¿Valió la pena?

El sábado pasado en Alemania, en un mega festival con dos títulos del mundo en las peleas principales, el argentino Marcos Maidana, poseedor de un envidiable record de 25 peleas, todas ganadas con 24 nocauts, realizó su último combate antes de enfrentar a Andreas Kotelnik, titular de los superligeros de la AMB, con su cinturón en juego.
La única perla negra en el rosario de nocauts del ?Chino? fue con Daniel Carriqueo, que le aguantó todos los rounds, con la salvedad de que Maidana peleó con un anormal peso que lo ubicó dos categorías arriba de la que es natural en él. La potencia se diluyó y le sirvió también para darse cuenta de que las aventuras boxísticas no son el camino adecuado,  al que a veces los conducen la comodidad, o el alejamiento del gimnasio. Por suerte tomó debida nota.
Con este record, el argentino se ha convertido en el retador número uno del ucraniano campeón del mundo -un protegido de la poderosa empresa alemana Universum regenteada por Peter Khöl- quien seguramente montará la pelea bajo su promoción.
Para este último combate antes de enfrentar al campeón, se lo programó con Paul ?La Verdad? Delgado, un buen boxeador pero sin una pegada convincente. A último momento el rival fue cambiado y dos días antes de la pelea, desde México viajó hacia Alemania Silverio Ortiz, un boxeador mediocre que además tenía problemas en dar la categoría, no por demasiado pesado, sino tener que subir unos cuatro kilos para llegar a la división de Maidana.
En dos rounds el argentino lo liquidó. Su estudiada y potente zurda al hígado hizo el trabajo al que nos tiene acostumbrados.
Recorriendo la historia de algunos de nuestros campeones mundiales y las experiencias ganadas al exponerlos ante verdaderos boxeadores nos dejan pensando qué era lo que se pretendía de Maidana en esta pelea preparatoria, a ocho rounds y con un improvisado rival. La respuesta es: un fácil triunfo ante un don nadie, que no le reportó absolutamente nada.
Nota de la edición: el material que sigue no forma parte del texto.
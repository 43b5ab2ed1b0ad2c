use crate::auth::auth::AuthUser;
use crate::auth::password::hash_password;
use crate::model::role::Role;
use crate::model::user::User;
use crate::utils::db_utils::{SqlValue, build_update_sql, execute_update};
use crate::utils::username_cache;
use actix_web::{HttpResponse, Responder, error::ErrorInternalServerError, web};
use serde::Deserialize;
use serde_json::{Value, json};
use sqlx::MySqlPool;
use std::str::FromStr;
use tracing::{debug, error};
use utoipa::ToSchema;

/// Columns a dashboard edit may touch. Password values are re-hashed before
/// they get here.
const UPDATABLE_COLUMNS: &[&str] = &["name", "username", "password", "role_id", "is_active"];

fn default_role() -> String {
    "employee".to_string()
}

#[derive(Deserialize, ToSchema)]
pub struct CreateUserReq {
    #[schema(example = "Ana Martinez")]
    pub name: String,
    #[schema(example = "ana")]
    pub username: String,
    pub password: String,
    #[schema(example = "employee")]
    #[serde(default = "default_role")]
    pub role: String,
}

#[derive(Debug, Deserialize, ToSchema, utoipa::IntoParams)]
pub struct UserQuery {
    pub page: Option<u32>,
    pub per_page: Option<u32>,
    /// "admin" or "employee"
    pub role: Option<String>,
    pub active: Option<bool>,
    /// Matches name or login name
    pub search: Option<String>,
}

#[derive(serde::Serialize, ToSchema)]
pub struct UserListResponse {
    pub data: Vec<User>,
    #[schema(example = 1)]
    pub page: u32,
    #[schema(example = 20)]
    pub per_page: u32,
    #[schema(example = 12)]
    pub total: i64,
}

/// true  => login name AVAILABLE
/// false => login name TAKEN
async fn is_username_available(username: &str, pool: &MySqlPool) -> bool {
    let username = username.to_lowercase();

    // Fast positive from the warmed cache
    if username_cache::is_taken(&username).await {
        return false;
    }

    // Database fallback
    let exists = sqlx::query_scalar::<_, bool>(
        "SELECT EXISTS(SELECT 1 FROM users WHERE username = ? LIMIT 1)",
    )
    .bind(&username)
    .fetch_one(pool)
    .await
    .unwrap_or(true); // fail-safe

    !exists
}

/// Create account
#[utoipa::path(
    post,
    path = "/api/v1/users",
    request_body = CreateUserReq,
    responses(
        (status = 201, description = "Account created", body = Object, example = json!({
            "message": "Account created"
        })),
        (status = 400, description = "Missing fields or unknown role"),
        (status = 409, description = "Login name already taken"),
        (status = 401, description = "Unauthorized"),
        (status = 403, description = "Forbidden"),
        (status = 500, description = "Internal server error")
    ),
    security(("bearer_auth" = [])),
    tag = "Users"
)]
pub async fn create_user(
    auth: AuthUser,
    pool: web::Data<MySqlPool>,
    payload: web::Json<CreateUserReq>,
) -> actix_web::Result<impl Responder> {
    auth.require_admin()?;

    let name = payload.name.trim();
    let username = payload.username.trim().to_lowercase();

    if name.is_empty() || username.is_empty() || payload.password.is_empty() {
        return Ok(HttpResponse::BadRequest().json(json!({
            "error": "Name, login name and password must not be empty"
        })));
    }

    let role = match Role::from_str(&payload.role.to_lowercase()) {
        Ok(r) => r,
        Err(_) => {
            return Ok(HttpResponse::BadRequest().json(json!({
                "error": "Role must be \"admin\" or \"employee\""
            })));
        }
    };

    if !is_username_available(&username, pool.get_ref()).await {
        return Ok(HttpResponse::Conflict().json(json!({
            "error": "Login name already taken"
        })));
    }

    let hashed = hash_password(&payload.password).map_err(|e| {
        error!(error = %e, "Password hashing failed");
        ErrorInternalServerError("Internal Server Error")
    })?;

    let result = sqlx::query(
        "INSERT INTO users (name, username, password, role_id) VALUES (?, ?, ?, ?)",
    )
    .bind(name)
    .bind(&username)
    .bind(&hashed)
    .bind(role.id())
    .execute(pool.get_ref())
    .await;

    match result {
        Ok(_) => {
            username_cache::mark_taken(&username).await;
            Ok(HttpResponse::Created().json(json!({
                "message": "Account created"
            })))
        }
        Err(e) => {
            if let sqlx::Error::Database(db_err) = &e {
                if db_err.code().as_deref() == Some("23000") {
                    return Ok(HttpResponse::Conflict().json(json!({
                        "error": "Login name already taken"
                    })));
                }
            }

            error!(error = %e, "Failed to create account");
            Ok(HttpResponse::InternalServerError().json(json!({
                "error": "Failed to create account"
            })))
        }
    }
}

/// List accounts
#[utoipa::path(
    get,
    path = "/api/v1/users",
    params(UserQuery),
    responses(
        (status = 200, description = "Paginated account list", body = UserListResponse),
        (status = 401, description = "Unauthorized"),
        (status = 403, description = "Forbidden")
    ),
    security(("bearer_auth" = [])),
    tag = "Users"
)]
pub async fn list_users(
    auth: AuthUser,
    pool: web::Data<MySqlPool>,
    query: web::Query<UserQuery>,
) -> actix_web::Result<impl Responder> {
    auth.require_admin()?;

    let page = query.page.unwrap_or(1).max(1);
    let per_page = query.per_page.unwrap_or(20).clamp(1, 100);
    let offset = (page - 1) * per_page;

    // ---------- build WHERE clause dynamically ----------
    let mut conditions = Vec::new();
    let mut bindings: Vec<SqlValue> = Vec::new();

    if let Some(role) = query.role.as_deref() {
        let role = Role::from_str(&role.to_lowercase()).map_err(|_| {
            actix_web::error::ErrorBadRequest("Role must be \"admin\" or \"employee\"")
        })?;
        conditions.push("role_id = ?");
        bindings.push(SqlValue::I64(role.id() as i64));
    }

    if let Some(active) = query.active {
        conditions.push("is_active = ?");
        bindings.push(SqlValue::Bool(active));
    }

    if let Some(search) = &query.search {
        conditions.push("(name LIKE ? OR username LIKE ?)");
        let like = format!("%{}%", search);
        bindings.push(SqlValue::String(like.clone()));
        bindings.push(SqlValue::String(like));
    }

    let where_clause = if conditions.is_empty() {
        "".to_string()
    } else {
        format!("WHERE {}", conditions.join(" AND "))
    };

    // ---------- total count ----------
    let count_sql = format!("SELECT COUNT(*) FROM users {}", where_clause);
    debug!(sql = %count_sql, "Counting accounts");

    let mut count_query = sqlx::query_scalar::<_, i64>(&count_sql);
    for b in &bindings {
        count_query = match b {
            SqlValue::String(v) => count_query.bind(v.clone()),
            SqlValue::I64(v) => count_query.bind(*v),
            SqlValue::Bool(v) => count_query.bind(*v),
            _ => count_query,
        };
    }

    let total = count_query.fetch_one(pool.get_ref()).await.map_err(|e| {
        error!(error = %e, sql = %count_sql, "Failed to count accounts");
        ErrorInternalServerError("Database error")
    })?;

    // ---------- data query ----------
    let data_sql = format!(
        "SELECT id, name, username, role_id, is_active FROM users {} ORDER BY name LIMIT ? OFFSET ?",
        where_clause
    );
    debug!(sql = %data_sql, page, per_page, offset, "Fetching accounts");

    let mut data_query = sqlx::query_as::<_, User>(&data_sql);
    for b in bindings {
        data_query = match b {
            SqlValue::String(v) => data_query.bind(v),
            SqlValue::I64(v) => data_query.bind(v),
            SqlValue::Bool(v) => data_query.bind(v),
            _ => data_query,
        };
    }
    data_query = data_query.bind(per_page as i64).bind(offset as i64);

    let users = data_query.fetch_all(pool.get_ref()).await.map_err(|e| {
        error!(error = %e, sql = %data_sql, "Failed to fetch accounts");
        ErrorInternalServerError("Database error")
    })?;

    Ok(HttpResponse::Ok().json(UserListResponse {
        data: users,
        page,
        per_page,
        total,
    }))
}

/// Get account by ID
#[utoipa::path(
    get,
    path = "/api/v1/users/{id}",
    params(("id", Path, description = "Account ID")),
    responses(
        (status = 200, description = "Account found", body = User),
        (status = 404, description = "Account not found"),
        (status = 401, description = "Unauthorized"),
        (status = 403, description = "Forbidden")
    ),
    security(("bearer_auth" = [])),
    tag = "Users"
)]
pub async fn get_user(
    auth: AuthUser,
    pool: web::Data<MySqlPool>,
    path: web::Path<u64>,
) -> actix_web::Result<impl Responder> {
    auth.require_admin()?;

    let user_id = path.into_inner();

    let user = sqlx::query_as::<_, User>(
        "SELECT id, name, username, role_id, is_active FROM users WHERE id = ?",
    )
    .bind(user_id)
    .fetch_optional(pool.get_ref())
    .await
    .map_err(|e| {
        error!(error = %e, user_id, "Failed to fetch account");
        ErrorInternalServerError("Internal Server Error")
    })?;

    match user {
        Some(u) => Ok(HttpResponse::Ok().json(u)),
        None => Ok(HttpResponse::NotFound().json(json!({
            "message": "Account not found"
        }))),
    }
}

/// Update account
#[utoipa::path(
    put,
    path = "/api/v1/users/{id}",
    params(("id", Path, description = "Account ID")),
    request_body = Object,
    responses(
        (status = 200, description = "Account updated"),
        (status = 400, description = "Unknown field or empty payload"),
        (status = 404, description = "Account not found"),
        (status = 401, description = "Unauthorized"),
        (status = 403, description = "Forbidden"),
        (status = 500, description = "Internal server error")
    ),
    security(("bearer_auth" = [])),
    tag = "Users"
)]
pub async fn update_user(
    auth: AuthUser,
    pool: web::Data<MySqlPool>,
    path: web::Path<u64>,
    body: web::Json<Value>,
) -> actix_web::Result<impl Responder> {
    auth.require_admin()?;

    let user_id = path.into_inner();
    let mut payload = body.into_inner();

    // A blank password in the edit form means "keep the current one".
    if let Some(obj) = payload.as_object_mut() {
        match obj.get("password").and_then(|v| v.as_str()) {
            Some("") => {
                obj.remove("password");
            }
            Some(pw) => {
                let hashed = hash_password(pw).map_err(|e| {
                    error!(error = %e, "Password hashing failed");
                    ErrorInternalServerError("Internal Server Error")
                })?;
                obj.insert("password".to_string(), Value::String(hashed));
            }
            None => {}
        }
    }

    let update = build_update_sql("users", &payload, UPDATABLE_COLUMNS, "id", user_id)?;

    let affected = execute_update(pool.get_ref(), update)
        .await
        .map_err(actix_web::error::ErrorInternalServerError)?;

    if affected == 0 {
        return Ok(HttpResponse::NotFound().body("Account not found"));
    }

    if let Some(username) = payload.get("username").and_then(|v| v.as_str()) {
        username_cache::mark_taken(username).await;
    }

    Ok(HttpResponse::Ok().body("Account updated"))
}

/// Deactivate account
#[utoipa::path(
    delete,
    path = "/api/v1/users/{id}",
    params(("id", Path, description = "Account ID")),
    responses(
        (status = 200, description = "Account deactivated"),
        (status = 400, description = "Cannot deactivate own account"),
        (status = 404, description = "Account not found or already inactive"),
        (status = 401, description = "Unauthorized"),
        (status = 403, description = "Forbidden"),
        (status = 500, description = "Internal server error")
    ),
    security(("bearer_auth" = [])),
    tag = "Users"
)]
pub async fn deactivate_user(
    auth: AuthUser,
    pool: web::Data<MySqlPool>,
    path: web::Path<u64>,
) -> actix_web::Result<impl Responder> {
    auth.require_admin()?;

    let user_id = path.into_inner();

    if user_id == auth.user_id {
        return Ok(HttpResponse::BadRequest().json(json!({
            "message": "You cannot deactivate your own account"
        })));
    }

    // Accounts are never hard-deleted; attendance history keeps pointing at
    // them.
    let result = sqlx::query("UPDATE users SET is_active = 0 WHERE id = ? AND is_active = 1")
        .bind(user_id)
        .execute(pool.get_ref())
        .await
        .map_err(|e| {
            error!(error = %e, user_id, "Failed to deactivate account");
            ErrorInternalServerError("Internal Server Error")
        })?;

    if result.rows_affected() == 0 {
        return Ok(HttpResponse::NotFound().json(json!({
            "message": "Account not found or already inactive"
        })));
    }

    Ok(HttpResponse::Ok().json(json!({
        "message": "Account deactivated"
    })))
}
¿Es que han cambiado tanto las tácticas del boxeo? Pascual Pérez cuando le ganó a todos los boxeadores sudamericanos y cuando no le quedó nadie por vencer,  vino el campeón del mundo Yoshio Shirai. Horacio Accavallo estuvo por diez años peleando con quien fuere hasta que finalmente le dieron la chance, con la experiencia de haber peleado con Salvatore Burruni, Salvatore Manca, Chucho Hernández, Júpiter Mansilla y Eugenio Hurtado, ganador de Pascual Pérez. Ni hablar de Locche, Joe Brown, Ismael Laguna, Carlos Ortiz, Sandro Loppopolo, Langston Morgan y Eddie Perkins antes de Paul Fuji. Monzón también tuvo su experiencia internacional aunque no fueron tantos los buenos que le trajeron, igualmente no fue un trámite enfrentar a Bennie Briscoe, Charlie Austin, Tom Bethea, Johnny Brooks y Eddie Pace. Todos estos nombres rutilantes les dieron experiencia y sentido de compromiso a nuestros futuros campeones que bien lo aprovecharon a la hora de la verdad.
En cambio, Maidana tiene una potencia impresionante, pero jamás ha sentido el rigor de la lucha. Ha pegado y ha volteado. No sabe lo que es ?sufrir? una pelea ni nadie lo ha exigido tanto como para que corrija los vicios defensivos que tiene y que nacen de la propia confianza que le da la endeble seguridad de que en los cruces siempre va a ganar él.
No hay nombres para el asombro en su record. Tampoco en los de campeón de mundo. Salvo dos referencias tal vez desequilibrantes; el ucraniano es ganador de Mohamad Abdulayev y de Soulymane M?Baye, ex campeón del mundo que superó cómodamente a Walter Saporiti y destrozó a Pepe Balbi. Es una experiencia que Maidana no tiene.
Se habla de que la pelea podría ser en enero. Allí se verá si sus 24 nocauts le servirán para ser campeón del mundo o, si por el contrario, tanta facilidad le jugará en contra.
Cuando viajábamos en el avión hacia Nueva Orleáns, el entonces director de El Gráfico, Fontanarrosa, sentenció: ?El problema de Ramón La Cruz es que no tiene experiencia internacional?, refiriéndose a la calidad de sus oponentes. Y tuvo razón.